Kita Butuh Oposisi Non Parlementer seperti KAMI
Kemunculan KAMI (Koalisi Aksi Menyelamatkan Indonesia) yang dideklarasikan sehari setelah HUT ke-75 Republik Indonesia terus memancing beragam komentar hingga hari ini. Ada kelompok pro, ada yang kontra. Kelompok kontra umumnya menilai gerakan KAMI punya motif politik, sehingga mereka disarankan menjadi organisasi massa atau partai politik saja.
Saya melihat apa yang disuarakan KAMI sebenarnya hanya meneruskan kegelisahan masyarakat saja. Bagaimanapun, kekuasaan memang butuh diawasi dan dikritik. Bukan hanya oleh lembaga resmi pemerintahan, seperti parlemen, atau lembaga-lembaga yudisial, melainkan juga oleh kelompok masyarakat, yang dulu sering disebut ‘civil society’. KAMI merupakan bagian dari itu. Dulu pers juga berfungsi sebagai “anjing penjaga” atau “watch dog” dari pemerintahan. Tapi peran pers perjuangan seperti itu nampaknya kian punah.
Hadirnya KAMI menunjukkan masih ada ‘civil society’ di Indonesia. Hal ini patut disyukuri. Sebagai anggota parlemen, saya bahkan melihat kemunculan kelompok oposan di luar parlemen seperti KAMI ini merupakan hawa segar bagi “demokrasi” yang makin sumpek. Selain membantu mengkritisi pemerintah, kehadiran KAMI juga turut membantu parlemen, juga partai politik, dalam hal otokritik.

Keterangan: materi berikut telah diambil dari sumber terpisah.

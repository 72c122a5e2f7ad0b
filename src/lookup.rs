//! Lookup Service (SPEC_FULL.md §4.4): topic-to-broker resolution with
//! redirect following and retry-with-backoff, shared by every producer and
//! consumer created from the same client.

use std::sync::Arc;
use std::time::{Duration, Instant};

use url::Url;

use crate::backoff::Backoff;
use crate::connection::Connection;
use crate::connection_manager::ConnectionManager;
use crate::error::{ConnectionError, LookupError};
use crate::executor::Executor;
use crate::message::proto::{self, command_lookup_topic_response::LookupType};

const MAX_LOOKUP_REDIRECTS: u32 = 20;

#[derive(Debug, Clone)]
pub struct BrokerAddress {
    /// The address to open a TCP connection to.
    pub physical: Url,
    /// The address the `SUBSCRIBE`/`PRODUCER` command should claim as the
    /// logical topic owner; differs from `physical` when proxied.
    pub logical: Url,
    pub proxy: bool,
}

pub struct LookupService<Exe: Executor> {
    manager: Arc<ConnectionManager<Exe>>,
    operation_timeout: Duration,
}

impl<Exe: Executor> LookupService<Exe> {
    pub fn new(manager: Arc<ConnectionManager<Exe>>, operation_timeout: Duration) -> LookupService<Exe> {
        LookupService {
            manager,
            operation_timeout,
        }
    }

    async fn service_connection(&self) -> Result<Arc<Connection>, ConnectionError> {
        let url = self.manager.service_url().clone();
        self.manager.get_connection(&url, None).await
    }

    /// Resolves the number of partitions for `topic` (0 for a non-partitioned topic).
    pub async fn get_partitioned_topic_metadata(&self, topic: &str) -> Result<u32, LookupError> {
        self.with_retry(|| async {
            let conn = self.service_connection().await?;
            let resp = conn.sender().lookup_partitioned_topic(topic.to_string()).await?;
            if let Some(error) = resp.error {
                return Err(crate::error::server_error(error as i32, resp.message.unwrap_or_default()));
            }
            Ok(resp.partitions.unwrap_or(0))
        })
        .await
    }

    /// Resolves the broker owning `topic`, following redirects up to
    /// `MAX_LOOKUP_REDIRECTS` hops.
    pub async fn get_broker(&self, topic: &str) -> Result<BrokerAddress, LookupError> {
        self.with_retry(|| async {
            let mut current_topic = topic.to_string();
            let mut authoritative = false;
            let mut conn = self.service_connection().await?;

            for _ in 0..MAX_LOOKUP_REDIRECTS {
                let resp = conn
                    .sender()
                    .lookup_topic(current_topic.clone(), authoritative)
                    .await?;
                if let Some(error) = resp.error {
                    return Err(crate::error::server_error(error as i32, resp.message.unwrap_or_default()));
                }
                authoritative = resp.authoritative.unwrap_or(false);
                match resp.response {
                    Some(r) if r == LookupType::Redirect as i32 => {
                        let redirect_url = resp
                            .broker_service_url
                            .ok_or_else(|| ConnectionError::UnexpectedResponse("redirect missing broker url".into()))?;
                        let url = Url::parse(&redirect_url)
                            .map_err(|e| ConnectionError::UnexpectedResponse(format!("invalid redirect url: {}", e)))?;
                        conn = self.manager.get_connection(&url, None).await?;
                        continue;
                    }
                    Some(r) if r == LookupType::Connect as i32 => {
                        let broker_url = resp
                            .broker_service_url
                            .ok_or_else(|| ConnectionError::UnexpectedResponse("lookup response missing broker url".into()))?;
                        let logical = Url::parse(&broker_url)
                            .map_err(|e| ConnectionError::UnexpectedResponse(format!("invalid broker url: {}", e)))?;
                        let proxy = resp.proxy_through_service_url.unwrap_or(false);
                        let physical = if proxy { conn.url().clone() } else { logical.clone() };
                        return Ok(BrokerAddress {
                            physical,
                            logical,
                            proxy,
                        });
                    }
                    _ => {
                        return Err(ConnectionError::UnexpectedResponse("unexpected lookup response".into()));
                    }
                }
            }
            Err(ConnectionError::UnexpectedResponse("too many lookup redirects".into()))
        })
        .await
        .map_err(|e| match e {
            LookupError::Connection(ConnectionError::UnexpectedResponse(ref m)) if m == "too many lookup redirects" => {
                LookupError::TooManyRedirects
            }
            e => e,
        })
    }

    pub async fn get_topics_under_namespace(
        &self,
        namespace: &str,
        mode: proto::get_topics::Mode,
    ) -> Result<Vec<String>, LookupError> {
        self.with_retry(|| async {
            let conn = self.service_connection().await?;
            let resp = conn
                .sender()
                .get_topics_of_namespace(namespace.to_string(), mode)
                .await?;
            Ok(resp.topics)
        })
        .await
    }

    /// Retries `op` with the shared backoff policy until it succeeds, a
    /// fatal error occurs, or `operation_timeout` is exhausted.
    async fn with_retry<F, Fut, T>(&self, op: F) -> Result<T, LookupError>
    where
        F: Fn() -> Fut,
        Fut: std::future::Future<Output = Result<T, ConnectionError>>,
    {
        let mut backoff = Backoff::default();
        let start = Instant::now();
        loop {
            match op().await {
                Ok(value) => return Ok(value),
                Err(e) if !e.is_retriable() => return Err(LookupError::Connection(e)),
                Err(e) => {
                    if start.elapsed() >= self.operation_timeout {
                        warn!("lookup retry budget exhausted: {}", e);
                        return Err(LookupError::Timeout);
                    }
                    let delay = std::cmp::min(backoff.next(), self.operation_timeout - start.elapsed());
                    trace!("lookup retrying after {:?}: {}", delay, e);
                    Exe::delay(delay).await;
                }
            }
        }
    }
}
//! Wire framing: encode/decode length-prefixed command+payload frames and
//! validate the CRC32C checksum over the metadata+payload region.

use std::convert::TryInto;

use bytes::{Buf, BufMut, BytesMut};
use crc::{Crc, CRC_32_ISCSI};
use prost::Message as _;

use crate::connection::RequestKey;
use crate::error::ConnectionError;

pub mod proto {
    include!(concat!(env!("OUT_DIR"), "/pulsar.proto.rs"));
}

pub use proto::BaseCommand;

const MAGIC: u16 = 0x0e01;
const CASTAGNOLI: Crc<u32> = Crc::<u32>::new(&CRC_32_ISCSI);

/// The payload carried alongside a command: per-message metadata plus the
/// (possibly batched, possibly compressed) message bytes.
#[derive(Debug, Clone)]
pub struct Payload {
    pub metadata: proto::MessageMetadata,
    pub data: Vec<u8>,
}

/// One decoded frame: a command and, for `SEND`/`MESSAGE`, its payload.
#[derive(Debug, Clone)]
pub struct Message {
    pub command: BaseCommand,
    pub payload: Option<Payload>,
}

impl Message {
    /// The key this message should be correlated against, if any. `None`
    /// for frames the connection does not route through its waiter tables
    /// (ping/pong are handled directly by the receiver loop).
    pub(crate) fn request_key(&self) -> Option<RequestKey> {
        let command = &self.command;
        if let Some(ref s) = command.send_receipt {
            return Some(RequestKey::Producer {
                producer_id: s.producer_id,
            });
        }
        if let Some(ref s) = command.send_error {
            return Some(RequestKey::Producer {
                producer_id: s.producer_id,
            });
        }
        if let Some(ref c) = command.close_producer {
            return Some(RequestKey::Producer {
                producer_id: c.producer_id,
            });
        }
        if let Some(ref m) = command.message {
            return Some(RequestKey::Consumer {
                consumer_id: m.consumer_id,
            });
        }
        if let Some(ref c) = command.close_consumer {
            return Some(RequestKey::Consumer {
                consumer_id: c.consumer_id,
            });
        }
        if let Some(ref c) = command.reached_end_of_topic {
            return Some(RequestKey::Consumer {
                consumer_id: c.consumer_id,
            });
        }
        if let Some(ref r) = command.connected {
            let _ = r;
            return None;
        }
        if let Some(request_id) = reply_request_id(command) {
            return Some(RequestKey::RequestId(request_id));
        }
        None
    }
}

/// Pulls the `request_id` out of whichever reply variant is populated.
/// Broad and defensive on purpose: new reply types only need a line here,
/// not a new branch in every caller.
fn reply_request_id(command: &BaseCommand) -> Option<u64> {
    command
        .lookup_topic_response
        .as_ref()
        .map(|r| r.request_id)
        .or_else(|| {
            command
                .partition_metadata_response
                .as_ref()
                .map(|r| r.request_id)
        })
        .or_else(|| command.producer_success.as_ref().map(|r| r.request_id))
        .or_else(|| command.success.as_ref().map(|r| r.request_id))
        .or_else(|| command.error.as_ref().map(|r| r.request_id))
        .or_else(|| {
            command
                .get_topics_of_namespace_response
                .as_ref()
                .map(|r| r.request_id)
        })
        .or_else(|| {
            command
                .get_last_message_id_response
                .as_ref()
                .map(|r| r.request_id)
        })
}

/// `tokio_util`/`asynchronous_codec`-compatible framer for the Pulsar wire
/// format described in the frame codec component.
pub struct Codec;

impl Codec {
    fn encode_into(message: Message, dst: &mut BytesMut) -> Result<(), ConnectionError> {
        let mut cmd_bytes = Vec::new();
        message
            .command
            .encode(&mut cmd_bytes)
            .map_err(|e| ConnectionError::Io(std::io::Error::new(std::io::ErrorKind::Other, e)))?;

        match message.payload {
            None => {
                dst.put_u32((4 + cmd_bytes.len()) as u32);
                dst.put_u32(cmd_bytes.len() as u32);
                dst.extend_from_slice(&cmd_bytes);
            }
            Some(payload) => {
                let mut metadata_bytes = Vec::new();
                payload.metadata.encode(&mut metadata_bytes).map_err(|e| {
                    ConnectionError::Io(std::io::Error::new(std::io::ErrorKind::Other, e))
                })?;

                let mut after_checksum = BytesMut::new();
                after_checksum.put_u32(metadata_bytes.len() as u32);
                after_checksum.extend_from_slice(&metadata_bytes);
                after_checksum.extend_from_slice(&payload.data);

                let checksum = CASTAGNOLI.checksum(&after_checksum);

                let total = 4 + cmd_bytes.len() + 2 + 4 + after_checksum.len();
                dst.put_u32(total as u32);
                dst.put_u32(cmd_bytes.len() as u32);
                dst.extend_from_slice(&cmd_bytes);
                dst.put_u16(MAGIC);
                dst.put_u32(checksum);
                dst.extend_from_slice(&after_checksum);
            }
        }
        Ok(())
    }

    fn decode_from(src: &mut BytesMut) -> Result<Option<Message>, ConnectionError> {
        loop {
            if src.len() < 4 {
                return Ok(None);
            }
            let total_size = u32::from_be_bytes(src[0..4].try_into().unwrap()) as usize;
            if src.len() < 4 + total_size {
                src.reserve(4 + total_size - src.len());
                return Ok(None);
            }

            let mut frame = src.split_to(4 + total_size);
            frame.advance(4);

            let cmd_size = frame.get_u32() as usize;
            if cmd_size > frame.len() {
                warn!("dropping frame with invalid command size {}", cmd_size);
                continue;
            }
            let cmd_bytes = frame.split_to(cmd_size);
            let command = match BaseCommand::decode(cmd_bytes) {
                Ok(command) => command,
                Err(e) => {
                    warn!("dropping frame with unparseable command: {:?}", e);
                    continue;
                }
            };

            if frame.is_empty() {
                return Ok(Some(Message {
                    command,
                    payload: None,
                }));
            }

            if frame.len() < 6 || u16::from_be_bytes(frame[0..2].try_into().unwrap()) != MAGIC {
                // No checksummed payload region despite leftover bytes; treat
                // as a malformed trailer rather than guessing at a payload.
                warn!("dropping frame with unexpected trailer after command");
                return Ok(Some(Message {
                    command,
                    payload: None,
                }));
            }
            frame.advance(2);
            let checksum = frame.get_u32();
            let computed = CASTAGNOLI.checksum(&frame);
            if checksum != computed {
                warn!(
                    "checksum mismatch (expected {}, computed {}); discarding frame",
                    checksum, computed
                );
                continue;
            }

            let metadata_size = frame.get_u32() as usize;
            if metadata_size > frame.len() {
                warn!("dropping frame with invalid metadata size {}", metadata_size);
                continue;
            }
            let metadata_bytes = frame.split_to(metadata_size);
            let metadata = match proto::MessageMetadata::decode(metadata_bytes) {
                Ok(metadata) => metadata,
                Err(e) => {
                    warn!("dropping frame with unparseable metadata: {:?}", e);
                    continue;
                }
            };
            let data = frame.to_vec();

            return Ok(Some(Message {
                command,
                payload: Some(Payload { metadata, data }),
            }));
        }
    }
}

#[cfg(feature = "tokio-runtime")]
impl tokio_util::codec::Decoder for Codec {
    type Item = Message;
    type Error = ConnectionError;

    fn decode(&mut self, src: &mut BytesMut) -> Result<Option<Message>, ConnectionError> {
        Codec::decode_from(src)
    }
}

#[cfg(feature = "tokio-runtime")]
impl tokio_util::codec::Encoder<Message> for Codec {
    type Error = ConnectionError;

    fn encode(&mut self, item: Message, dst: &mut BytesMut) -> Result<(), ConnectionError> {
        Codec::encode_into(item, dst)
    }
}

#[cfg(feature = "async-std-runtime")]
impl asynchronous_codec::Decoder for Codec {
    type Item = Message;
    type Error = ConnectionError;

    fn decode(&mut self, src: &mut BytesMut) -> Result<Option<Message>, ConnectionError> {
        Codec::decode_from(src)
    }
}

#[cfg(feature = "async-std-runtime")]
impl asynchronous_codec::Encoder for Codec {
    type Item = Message;
    type Error = ConnectionError;

    fn encode(&mut self, item: Message, dst: &mut BytesMut) -> Result<(), ConnectionError> {
        Codec::encode_into(item, dst)
    }
}

/// Appends one batch sub-message to `out`: a big-endian u32 length prefix,
/// the encoded `SingleMessageMetadata`, then the raw payload bytes. Used by
/// the Producer Engine when sealing a batch (SPEC_FULL.md §4.8).
pub(crate) fn encode_single_message(metadata: &proto::SingleMessageMetadata, payload: &[u8], out: &mut Vec<u8>) {
    let mut metadata_bytes = Vec::new();
    metadata.encode(&mut metadata_bytes).expect("encoding a message never fails");
    out.extend_from_slice(&(metadata_bytes.len() as u32).to_be_bytes());
    out.extend_from_slice(&metadata_bytes);
    out.extend_from_slice(payload);
}

/// Recomputes the CRC32C that would cover the `metadataSize+metadata+payload`
/// region of a `SEND` frame built from `metadata`/`payload`, without encoding
/// the surrounding command/headers. Used by the Producer Engine's checksum
/// recovery (SPEC_FULL.md §4.8) to tell local corruption (recompute disagrees
/// with what was sent) apart from in-flight corruption (recompute agrees).
pub(crate) fn checksum_for(metadata: &proto::MessageMetadata, payload: &[u8]) -> u32 {
    let mut metadata_bytes = Vec::new();
    metadata
        .encode(&mut metadata_bytes)
        .expect("encoding MessageMetadata never fails");
    let mut after_checksum = BytesMut::new();
    after_checksum.put_u32(metadata_bytes.len() as u32);
    after_checksum.extend_from_slice(&metadata_bytes);
    after_checksum.extend_from_slice(payload);
    CASTAGNOLI.checksum(&after_checksum)
}

/// Splits a decompressed batch payload into its `num_messages` sub-messages.
/// Each entry's length comes from its own `SingleMessageMetadata.payload_size`,
/// not from an outer length prefix (SPEC_FULL.md §4.9).
pub(crate) fn decode_batch(
    mut data: &[u8],
    num_messages: i32,
) -> Result<Vec<(proto::SingleMessageMetadata, Vec<u8>)>, ConnectionError> {
    let mut out = Vec::with_capacity(num_messages.max(0) as usize);
    for _ in 0..num_messages {
        if data.len() < 4 {
            return Err(ConnectionError::Unexpected("truncated batch: missing metadata length".into()));
        }
        let metadata_len = u32::from_be_bytes(data[0..4].try_into().unwrap()) as usize;
        data = &data[4..];
        if data.len() < metadata_len {
            return Err(ConnectionError::Unexpected("truncated batch: missing metadata bytes".into()));
        }
        let metadata = proto::SingleMessageMetadata::decode(&data[..metadata_len])
            .map_err(|e| ConnectionError::Unexpected(format!("unparseable single message metadata: {}", e)))?;
        data = &data[metadata_len..];
        let payload_size = metadata.payload_size.max(0) as usize;
        if data.len() < payload_size {
            return Err(ConnectionError::Unexpected("truncated batch: missing payload bytes".into()));
        }
        let payload = data[..payload_size].to_vec();
        data = &data[payload_size..];
        out.push((metadata, payload));
    }
    Ok(out)
}

#[cfg(test)]
mod tests {
    use super::*;

    fn sample_command() -> BaseCommand {
        BaseCommand {
            type_: proto::base_command::Type::Ping as i32,
            ping: Some(proto::CommandPing {}),
            ..Default::default()
        }
    }

    #[test]
    fn round_trips_a_frame_without_payload() {
        let mut buf = BytesMut::new();
        Codec::encode_into(
            Message {
                command: sample_command(),
                payload: None,
            },
            &mut buf,
        )
        .unwrap();

        let decoded = Codec::decode_from(&mut buf).unwrap().unwrap();
        assert!(decoded.command.ping.is_some());
        assert!(decoded.payload.is_none());
        assert!(buf.is_empty());
    }

    #[test]
    fn round_trips_a_frame_with_payload_and_validates_checksum() {
        let mut buf = BytesMut::new();
        let metadata = proto::MessageMetadata {
            producer_name: "p1".into(),
            sequence_id: 42,
            publish_time: 0,
            ..Default::default()
        };
        Codec::encode_into(
            Message {
                command: sample_command(),
                payload: Some(Payload {
                    metadata,
                    data: b"hello".to_vec(),
                }),
            },
            &mut buf,
        )
        .unwrap();

        let decoded = Codec::decode_from(&mut buf).unwrap().unwrap();
        let payload = decoded.payload.unwrap();
        assert_eq!(payload.data, b"hello");
        assert_eq!(payload.metadata.sequence_id, 42);
    }

    #[test]
    fn batch_round_trips_through_encode_and_decode() {
        let mut buf = Vec::new();
        for i in 0..3u32 {
            let payload = format!("msg-{}", i).into_bytes();
            let metadata = proto::SingleMessageMetadata {
                payload_size: payload.len() as i32,
                sequence_id: Some(i as u64),
                ..Default::default()
            };
            encode_single_message(&metadata, &payload, &mut buf);
        }
        let decoded = decode_batch(&buf, 3).unwrap();
        assert_eq!(decoded.len(), 3);
        for (i, (metadata, payload)) in decoded.iter().enumerate() {
            assert_eq!(payload, format!("msg-{}", i).as_bytes());
            assert_eq!(metadata.sequence_id, Some(i as u64));
        }
    }

    #[test]
    fn discards_frame_on_checksum_mismatch() {
        let mut buf = BytesMut::new();
        let metadata = proto::MessageMetadata {
            producer_name: "p1".into(),
            sequence_id: 1,
            publish_time: 0,
            ..Default::default()
        };
        Codec::encode_into(
            Message {
                command: sample_command(),
                payload: Some(Payload {
                    metadata,
                    data: b"hello".to_vec(),
                }),
            },
            &mut buf,
        )
        .unwrap();

        // Flip a byte inside the checksummed region (past total/cmd-size headers
        // and into the payload bytes) so the stored checksum no longer matches.
        let corrupt_at = buf.len() - 1;
        buf[corrupt_at] ^= 0xff;

        let result = Codec::decode_from(&mut buf).unwrap();
        assert!(result.is_none());
        assert!(buf.is_empty());
    }
}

Catatannya cukup jelas, jika parlemen dan partai politik kita menjalankan fungsinya, peka terhadap aspirasi masyarakat, melaksanakan fungsi “check and balances” terhadap kekuasaan, maka gerakan seperti KAMI ini sebenarnya tak akan muncul. Kemunculan KAMI menunjukkan ada sesuatu yang perlu diperbaiki dalam fungsi parlemen, partai politik, pers dan institusi-institusi pilar demokrasi lainnya.
Itu sebabnya, kita tak perlu jengah terhadap kehadiran KAMI. Dan gerakan masyarakat sipil memang tak sepantasnya direspon dengan penilaian menyudutkan. Kehadiran ‘civil society’ merupakan bagian dari demokrasi, sekali lagi sama seperti halnya kehadiran pers dan partai politik.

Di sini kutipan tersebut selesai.